O prefeito de Palmas, Eduardo Siqueira Campos (Podemos), permanece preso desde a última sexta-feira (27), à espera da análise de um habeas corpus apresentado por sua defesa ao Supremo Tribunal Federal (STF). O pedido está sob sigilo e aguarda decisão do ministro Cristiano Zanin, relator do caso. Ainda não há previsão de quando o julgamento será realizado.
“O processo está concluso a ele. Não temos como saber quando vai decidir”, afirmou o advogado Juvenal Klayber, que acompanha o caso.
A indefinição se agrava com o início do recesso judiciário do STF, que vai de 2 a 31 de julho, conforme determina a Portaria nº 82/2025. Nesse período, os prazos processuais ficam suspensos. Apenas medidas urgentes, como liminares em habeas corpus, podem ser analisadas em regime de plantão — a critério da presidência do Tribunal.

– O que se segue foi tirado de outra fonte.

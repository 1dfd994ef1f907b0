//! Wire models of the metadata service (Atlas v2 REST shapes)
//!
//! Only the fields the parsers read are modelled. Everything is optional at
//! the serde level; parsers decide which fields are required.

use lineage_common::types::{EntityKind, EntityRecord};
use serde::Deserialize;
use serde_json::{Map, Value};
use std::collections::HashMap;

use super::non_blank;

pub const NAME_ATTRIBUTE: &str = "name";
pub const QUALIFIED_NAME_ATTRIBUTE: &str = "qualifiedName";
pub const COLUMNS_ATTRIBUTE: &str = "columns";

/// A full entity as returned by the entity endpoints
#[derive(Debug, Clone, Default, Deserialize)]
#[serde(rename_all = "camelCase")]
pub struct AtlasEntity {
    #[serde(default)]
    pub guid: Option<String>,

    #[serde(default)]
    pub type_name: Option<String>,

    #[serde(default)]
    pub attributes: Map<String, Value>,

    #[serde(default)]
    pub display_text: Option<String>,
}

impl AtlasEntity {
    pub fn string_attribute(&self, key: &str) -> Option<String> {
        non_blank(
            self.attributes
                .get(key)
                .and_then(Value::as_str)
                .map(str::to_string),
        )
    }

    pub fn name(&self) -> Option<String> {
        self.string_attribute(NAME_ATTRIBUTE)
            .or_else(|| non_blank(self.display_text.clone()))
    }

    pub fn qualified_name(&self) -> Option<String> {
        self.string_attribute(QUALIFIED_NAME_ATTRIBUTE)
    }

    pub fn kind_or(&self, fallback: EntityKind) -> EntityKind {
        self.type_name
            .as_deref()
            .map(EntityKind::from)
            .unwrap_or(fallback)
    }

    /// Record for this entity without child references
    pub fn to_record(&self, guid: &str, fallback: EntityKind) -> EntityRecord {
        let mut record = EntityRecord::new(guid, self.kind_or(fallback));
        record.name = self.name();
        record.qualified_name = self.qualified_name();
        if !self.attributes.is_empty() {
            record.attributes = Value::Object(self.attributes.clone());
        }
        record
    }
}

/// `{"entity": ..., "referredEntities": {...}}`
#[derive(Debug, Clone, Default, Deserialize)]
#[serde(rename_all = "camelCase")]
pub struct EntityWithExtInfo {
    #[serde(default)]
    pub entity: Option<AtlasEntity>,

    #[serde(default)]
    pub referred_entities: HashMap<String, AtlasEntity>,
}

/// Reference to another entity inside an attribute value
#[derive(Debug, Clone, Default, Deserialize)]
#[serde(rename_all = "camelCase")]
pub struct AtlasObjectId {
    #[serde(default)]
    pub guid: Option<String>,

    #[serde(default)]
    pub type_name: Option<String>,
}

/// Lineage graph around one base entity
#[derive(Debug, Clone, Default, Deserialize)]
#[serde(rename_all = "camelCase")]
pub struct LineageInfo {
    #[serde(default)]
    pub base_entity_guid: Option<String>,

    #[serde(default)]
    pub guid_entity_map: HashMap<String, AtlasEntity>,

    #[serde(default)]
    pub relations: Vec<LineageRelation>,
}

/// Directed edge of a lineage graph
#[derive(Debug, Clone, Default, Deserialize)]
#[serde(rename_all = "camelCase")]
pub struct LineageRelation {
    #[serde(default)]
    pub from_entity_id: Option<String>,

    #[serde(default)]
    pub to_entity_id: Option<String>,
}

Durante o recesso, o ministro Zanin permanece atuando exclusivamente em processos que tramitam sob sigilo, o que inclui o caso de Eduardo. Contudo, isso não garante que o habeas corpus será apreciado ainda em julho, já que a deliberação depende de sua decisão pessoal.
Prefeito segue detido no quartel da PM
Eduardo teve sua prisão preventiva decretada no contexto da Operação Sisamnes, conduzida pela Polícia Federal, que investiga o vazamento de informações sigilosas do Superior Tribunal de Justiça (STJ) e uma possível tentativa de obstrução da Justiça.

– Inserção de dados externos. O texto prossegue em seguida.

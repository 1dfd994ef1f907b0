//! Crawler configuration
//!
//! Settings consumed by the fetch engine. Everything has a default; values can
//! come from `LINEAGE_*` environment variables or the `with_*` setters.

use lineage_common::{LineageError, Result};
use serde::{Deserialize, Serialize};
use std::time::Duration;

// ============================================================================
// Configuration Constants
// ============================================================================

/// Default metadata service URL when not specified via environment variable.
pub const DEFAULT_BASE_URL: &str = "http://localhost:8111";

/// Default per-request timeout in seconds.
pub const DEFAULT_REQUEST_TIMEOUT_SECS: u64 = 30;

/// Default recursion budget. The top-level batch is depth 0.
pub const DEFAULT_MAX_DEPTH: u32 = 8;

/// Default request template for table details
pub const DEFAULT_TABLE_DETAIL_TEMPLATE: &str = "/api/atlas/v2/entity/guid";

/// Default request template for column lineage
pub const DEFAULT_COLUMN_LINEAGE_TEMPLATE: &str = "/api/atlas/v2/lineage";

/// Crawler configuration
#[derive(Debug, Clone, PartialEq, Eq, Serialize, Deserialize)]
pub struct CrawlConfig {
    /// Base URL of the metadata service
    pub base_url: String,

    /// Timeout applied by the HTTP transport to every request
    pub request_timeout_secs: u64,

    /// Signals at or beyond this depth are persisted but not crawled further
    pub max_depth: u32,

    /// Template used for table detail requests
    pub table_detail_template: String,

    /// Template used for column lineage requests
    pub column_lineage_template: String,
}

impl Default for CrawlConfig {
    fn default() -> Self {
        Self {
            base_url: DEFAULT_BASE_URL.to_string(),
            request_timeout_secs: DEFAULT_REQUEST_TIMEOUT_SECS,
            max_depth: DEFAULT_MAX_DEPTH,
            table_detail_template: DEFAULT_TABLE_DETAIL_TEMPLATE.to_string(),
            column_lineage_template: DEFAULT_COLUMN_LINEAGE_TEMPLATE.to_string(),
        }
    }
}

impl CrawlConfig {
    /// Load config from environment variables
    ///
    /// - `LINEAGE_BASE_URL`
    /// - `LINEAGE_REQUEST_TIMEOUT_SECS`
    /// - `LINEAGE_MAX_DEPTH`
    /// - `LINEAGE_TABLE_DETAIL_TEMPLATE`
    /// - `LINEAGE_COLUMN_LINEAGE_TEMPLATE`
    pub fn from_env() -> Result<Self> {
        let mut config = Self::default();

        if let Ok(url) = std::env::var("LINEAGE_BASE_URL") {
            config.base_url = url;
        }

        if let Ok(secs) = std::env::var("LINEAGE_REQUEST_TIMEOUT_SECS") {
            config.request_timeout_secs = secs.parse().map_err(|_| {
                LineageError::config(format!("LINEAGE_REQUEST_TIMEOUT_SECS must be an integer, got '{}'", secs))
            })?;
        }

        if let Ok(depth) = std::env::var("LINEAGE_MAX_DEPTH") {
            config.max_depth = depth.parse().map_err(|_| {
                LineageError::config(format!("LINEAGE_MAX_DEPTH must be an integer, got '{}'", depth))
            })?;
        }

        if let Ok(template) = std::env::var("LINEAGE_TABLE_DETAIL_TEMPLATE") {
            config.table_detail_template = template;
        }

        if let Ok(template) = std::env::var("LINEAGE_COLUMN_LINEAGE_TEMPLATE") {
            config.column_lineage_template = template;
        }

        config.validate()?;
        Ok(config)
    }

    pub fn with_base_url(mut self, base_url: impl Into<String>) -> Self {
        self.base_url = base_url.into();
        self
    }

    pub fn with_request_timeout_secs(mut self, secs: u64) -> Self {
        self.request_timeout_secs = secs;
        self
    }

    pub fn with_max_depth(mut self, max_depth: u32) -> Self {
        self.max_depth = max_depth;
        self
    }

    pub fn with_column_lineage_template(mut self, template: impl Into<String>) -> Self {
        self.column_lineage_template = template.into();
        self
    }

    pub fn request_timeout(&self) -> Duration {
        Duration::from_secs(self.request_timeout_secs)
    }

    /// Reject settings the engine cannot work with
    pub fn validate(&self) -> Result<()> {
        if self.base_url.trim().is_empty() {
            return Err(LineageError::config("base URL must not be empty"));
        }
        if self.request_timeout_secs == 0 {
            return Err(LineageError::config("request timeout must be at least one second"));
        }
        if self.table_detail_template.trim().is_empty() {
            return Err(LineageError::config("table detail template must not be empty"));
        }
        if self.column_lineage_template.trim().is_empty() {
            return Err(LineageError::config("column lineage template must not be empty"));
        }
        Ok(())
    }
}

#[cfg(test)]
#[allow(clippy::unwrap_used, clippy::expect_used)]
mod tests {
    use super::*;

    #[test]
    fn test_defaults() {
        let config = CrawlConfig::default();
        assert_eq!(config.base_url, "http://localhost:8111");
        assert_eq!(config.request_timeout(), Duration::from_secs(30));
        assert!(config.validate().is_ok());
    }

    #[test]
    fn test_setters() {
        let config = CrawlConfig::default()
            .with_base_url("http://atlas:21000")
            .with_max_depth(2)
            .with_request_timeout_secs(5);

        assert_eq!(config.base_url, "http://atlas:21000");
        assert_eq!(config.max_depth, 2);
        assert_eq!(config.request_timeout_secs, 5);
    }

    #[test]
    fn test_validate_rejects_blank_base_url() {
        let config = CrawlConfig::default().with_base_url("  ");
        assert!(config.validate().is_err());

        let config = CrawlConfig::default().with_request_timeout_secs(0);
        assert!(config.validate().is_err());
    }
}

A custódia foi mantida após audiência, e o prefeito segue detido no Quartel do Comando-Geral da Polícia Militar, em Palmas. Em nota, a Prefeitura informou que ele está sereno e colaborando com as investigações.
A defesa sustenta que não existem fundamentos suficientes para a manutenção da prisão preventiva.
Investigações seguem sob sigilo
Por se tratar de um processo sigiloso, não há acesso público ao conteúdo do inquérito, nem ao habeas corpus protocolado. O sigilo abrange todos os autos, decisões judiciais, manifestações da Procuradoria-Geral da República e os argumentos da defesa.
A Operação Sisamnes apura a atuação de uma suposta organização criminosa formada por agentes públicos, advogados e operadores do Direito que teriam vazado informações judiciais estratégicas para favorecer aliados e impedir o avanço de investigações.
Funcionamento do STF durante o recesso
Durante o recesso, o atendimento ao público no STF será realizado das 13h às 18h, com prazos processuais automaticamente prorrogados para o dia 1º de agosto. Julgamentos colegiados estão suspensos até o fim do mês.
O ministro Edson Fachin responderá pela presidência entre 2 e 16 de julho. Na segunda quinzena do mês, de 17 a 31, o plantão será assumido por Luís Roberto Barroso. Cristiano Zanin, relator do habeas corpus, atuará exclusivamente em casos sigilosos.